Susan Warden, artistic director of the Lawrence company Prairie Wind Dancers, choreographed "2146 in a Series" in 1987. Rieger engaged Warden to set it on aha! Three women in pink teddies quoted passages of a Harlequin Romance and posed provocatively in between passages of darting, contrasting motion. The fresh idea for the piece fit in well with the vanguard tone of the entire concert.

Speaking in unison in a dance presents a dilemma, though. An actor speaking dialogue will hold and wait to continue while an audience laughs. "2146 in a Series" incited several laughs from the house, but since Warden choreographed the dancers to speak in rhythm, at times we missed words because of our chuckling.

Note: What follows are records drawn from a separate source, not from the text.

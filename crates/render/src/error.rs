//! Error taxonomy for the render pipeline.

use scrivener_sampler::SamplingError;
use thiserror::Error;

use crate::scheduler::ScheduleError;

/// Malformed input caught before or during geometry processing.
#[derive(Debug, Error, PartialEq)]
pub enum ValidationError {
    #[error("Request contains no lines")]
    NoLines,

    #[error("Got {lines} lines but {styles} styles")]
    StyleCountMismatch { lines: usize, styles: usize },

    #[error("Got {lines} lines but {samples} stroke samples")]
    SampleCountMismatch { lines: usize, samples: usize },

    #[error("Line {index} has {len} characters; at most {max} are allowed")]
    LineTooLong { index: usize, len: usize, max: usize },

    #[error("Invalid character {ch:?} in line {index}")]
    InvalidCharacter { index: usize, ch: char },

    #[error("Line {index} has an invalid bias: {bias}")]
    InvalidBias { index: usize, bias: f32 },

    #[error("Line {index} has an invalid stroke width: {width}")]
    InvalidStrokeWidth { index: usize, width: f32 },

    #[error("Line {index} has an invalid stroke color: {color:?}")]
    InvalidColor { index: usize, color: String },

    #[error("Either every line or no line may select a handwriting style")]
    MixedStyles,

    #[error("Stroke sample has a non-finite value at point {index}")]
    NonFiniteSample { index: usize },

    #[error("Viewport {width}x{line_height} leaves no drawable area inside padding {padding}")]
    DegenerateViewport {
        width: u32,
        line_height: u32,
        padding: u32,
    },

    #[error("Stroke scale must be positive and finite, got {0}")]
    InvalidStrokeScale(f64),
}

/// Failure turning a finished vector document into another format.
#[derive(Debug, Error)]
pub enum ConversionError {
    #[error("Malformed vector document: {0}")]
    Parse(String),

    #[error("Rasterization failed: {0}")]
    Raster(String),

    #[error("Encoding failed: {0}")]
    Encode(String),
}

#[derive(Debug, Error)]
pub enum RenderError {
    #[error(transparent)]
    Validation(#[from] ValidationError),

    #[error(transparent)]
    Sampling(#[from] SamplingError),

    #[error(transparent)]
    Conversion(#[from] ConversionError),

    #[error(transparent)]
    Schedule(#[from] ScheduleError),

    /// Reserved; cache bookkeeping never fails in normal operation
    #[error("Transform cache failure: {0}")]
    Cache(String),

    #[error("Render engine is closed")]
    EngineClosed,
}

impl From<ScheduleError> for SamplingError {
    fn from(err: ScheduleError) -> Self {
        match err {
            ScheduleError::TimedOut(limit) => SamplingError::Timeout(limit),
            ScheduleError::Panicked(msg) => SamplingError::Worker(msg),
            ScheduleError::Closed => SamplingError::Cancelled,
        }
    }
}
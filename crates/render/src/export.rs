//! Converters from a finished SVG document to deliverable bytes
//!
//! PNG output sits behind the `raster` feature and PDF behind `pdf`.

use base64::Engine;
use base64::engine::general_purpose::STANDARD as BASE64;

use crate::error::ConversionError;

/// Turns a rendered vector document into another representation.
///
/// Conversions may be slow; the engine runs them on its worker pool.
pub trait VectorToDocument: Send + Sync {
    /// MIME type of the produced bytes
    fn media_type(&self) -> &'static str;

    fn convert(&self, document: &str) -> Result<Vec<u8>, ConversionError>;
}

/// Passes the SVG through unchanged
#[derive(Debug, Clone, Copy, Default)]
pub struct SvgPassthrough;

impl VectorToDocument for SvgPassthrough {
    fn media_type(&self) -> &'static str {
        "image/svg+xml"
    }

    fn convert(&self, document: &str) -> Result<Vec<u8>, ConversionError> {
        if !document.trim_start().starts_with("<svg") {
            return Err(ConversionError::Parse("document has no <svg> root".to_string()));
        }
        Ok(document.as_bytes().to_vec())
    }
}

/// Wraps the SVG in a base64 `data:` URI for direct embedding
#[derive(Debug, Clone, Copy, Default)]
pub struct DataUriConverter;

impl DataUriConverter {
    pub const PREFIX: &'static str = "data:image/svg+xml;base64,";

    pub fn encode(document: &str) -> String {
        format!("{}{}", Self::PREFIX, BASE64.encode(document.as_bytes()))
    }
}

impl VectorToDocument for DataUriConverter {
    fn media_type(&self) -> &'static str {
        "text/uri-list"
    }

    fn convert(&self, document: &str) -> Result<Vec<u8>, ConversionError> {
        Ok(Self::encode(document).into_bytes())
    }
}

/// Rasterizes the SVG and encodes it as PNG
#[cfg(feature = "raster")]
#[derive(Debug, Clone, Copy)]
pub struct RasterConverter {
    scale: f32,
}

#[cfg(feature = "raster")]
impl Default for RasterConverter {
    fn default() -> Self {
        Self { scale: 1.0 }
    }
}

#[cfg(feature = "raster")]
impl RasterConverter {
    /// Output pixels per document unit
    pub fn with_scale(scale: f32) -> Self {
        Self { scale }
    }
}

#[cfg(feature = "raster")]
impl VectorToDocument for RasterConverter {
    fn media_type(&self) -> &'static str {
        "image/png"
    }

    fn convert(&self, document: &str) -> Result<Vec<u8>, ConversionError> {
        use image::{DynamicImage, ImageFormat, RgbaImage};
        use resvg::tiny_skia::{Pixmap, Transform};
        use resvg::usvg;

        if !self.scale.is_finite() || self.scale <= 0.0 {
            return Err(ConversionError::Raster(format!("invalid scale {}", self.scale)));
        }

        let tree = usvg::Tree::from_str(document, &usvg::Options::default())
            .map_err(|e| ConversionError::Parse(e.to_string()))?;
        let size = tree.size();
        let width = (size.width() * self.scale).ceil() as u32;
        let height = (size.height() * self.scale).ceil() as u32;

        let mut pixmap = Pixmap::new(width, height)
            .ok_or_else(|| ConversionError::Raster(format!("cannot allocate {width}x{height} pixmap")))?;
        resvg::render(&tree, Transform::from_scale(self.scale, self.scale), &mut pixmap.as_mut());

        let mut rgba = pixmap.data().to_vec();
        unpremultiply_rgba(&mut rgba);
        let buffer = RgbaImage::from_raw(width, height, rgba)
            .ok_or_else(|| ConversionError::Raster("pixel buffer size mismatch".to_string()))?;

        let mut png = Vec::new();
        DynamicImage::ImageRgba8(buffer)
            .write_to(&mut std::io::Cursor::new(&mut png), ImageFormat::Png)
            .map_err(|e| ConversionError::Encode(e.to_string()))?;
        Ok(png)
    }
}

/// Converts the SVG into a single-page PDF sized to the viewport
#[cfg(feature = "pdf")]
#[derive(Debug, Clone, Copy, Default)]
pub struct PdfConverter;

#[cfg(feature = "pdf")]
impl VectorToDocument for PdfConverter {
    fn media_type(&self) -> &'static str {
        "application/pdf"
    }

    fn convert(&self, document: &str) -> Result<Vec<u8>, ConversionError> {
        use svg2pdf::usvg;
        use svg2pdf::{ConversionOptions, PageOptions};

        let tree = usvg::Tree::from_str(document, &usvg::Options::default())
            .map_err(|e| ConversionError::Parse(e.to_string()))?;
        svg2pdf::to_pdf(&tree, ConversionOptions::default(), PageOptions::default())
            .map_err(|e| ConversionError::Encode(e.to_string()))
    }
}

#[cfg(feature = "raster")]
fn unpremultiply_rgba(data: &mut [u8]) {
    for pixel in data.chunks_mut(4) {
        let alpha = pixel[3];
        if alpha == 0 {
            pixel[..3].fill(0);
            continue;
        }
        let a = u32::from(alpha);
        for channel in &mut pixel[..3] {
            *channel = ((u32::from(*channel) * 255 + a / 2) / a).min(255) as u8;
        }
    }
}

Rieger, Balcos and aha! dancer Jennifer Otto collaborated on the duet "Chiascuro," danced by Balcos and Otto. Lighting Designer John "Moose" Kimball beautifully draped the dancers in closely cut pools of light and shadow. The dancers partnered each other using emphatically fluid movement and close, undulating exchanges of weight. Moving this smoothly over and around each other showed remarkable skill on the part of the dancers, but "Chiascuro" maintained a monochromatic, slow dynamic and a predictable structure: He lifted her, she lifted him, repeat.

In "Display," six dancers appeared in different outfits and danced with quirky gesture and characterization. The dancers, Otto, Rieger, Kimber Andrews, Tracie Davis, Chrystal Robins and Sarah Mermis, designed the movement for the piece under Rieger's direction. In bizarre costumes, the dancers created and expressed specific, mobile personalities. Like most of Rieger's work, "Display" presented an impartial slice of human interaction. Rieger choreographs to hold up a mirror to society rather than to editorialize.

The next performance of aha! dance theatre will be at the Folly Theater in "Modern Night at the Folly," produced by City in Motion Dance Theater, Jan. 21, 2005. Tickets are available through the Folly Box Office, 816-474-4444.